*** The records ***

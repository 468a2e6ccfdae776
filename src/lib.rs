#![deny(unsafe_code)]
#![deny(clippy::unwrap_used)]

//! Telemetry distribution server for flight-software ground systems.
//!
//! Receives telemetry datagrams over UDP, decodes them through a
//! [`codec::TelemetryCodec`], and fans each message out to the
//! [`channel::Subscriber`]s of its [`channel::Channel`].

pub mod channel;
pub mod codec;
pub mod config;
pub mod display;
pub mod error;
pub mod mission;
pub mod receiver;
pub mod registry;
pub mod server;
pub mod stats;
pub mod topic;

pub use channel::{Channel, NotifyOutcome, Subscriber, TelemetryUpdate};
pub use error::{Result, ServerError};
pub use registry::ChannelRegistry;
pub use server::{ChannelRef, ServerState, TelemetryServer};
pub use topic::{RoutingKey, TopicMap, ROUTING_KEY_OFFSET};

*** End of The records ***

▶ Exercise prompt: Where a line of the data contains "deny", copy that line.

▶ Response to this exercise:
#![deny(unsafe_code)]
#![deny(clippy::unwrap_used)]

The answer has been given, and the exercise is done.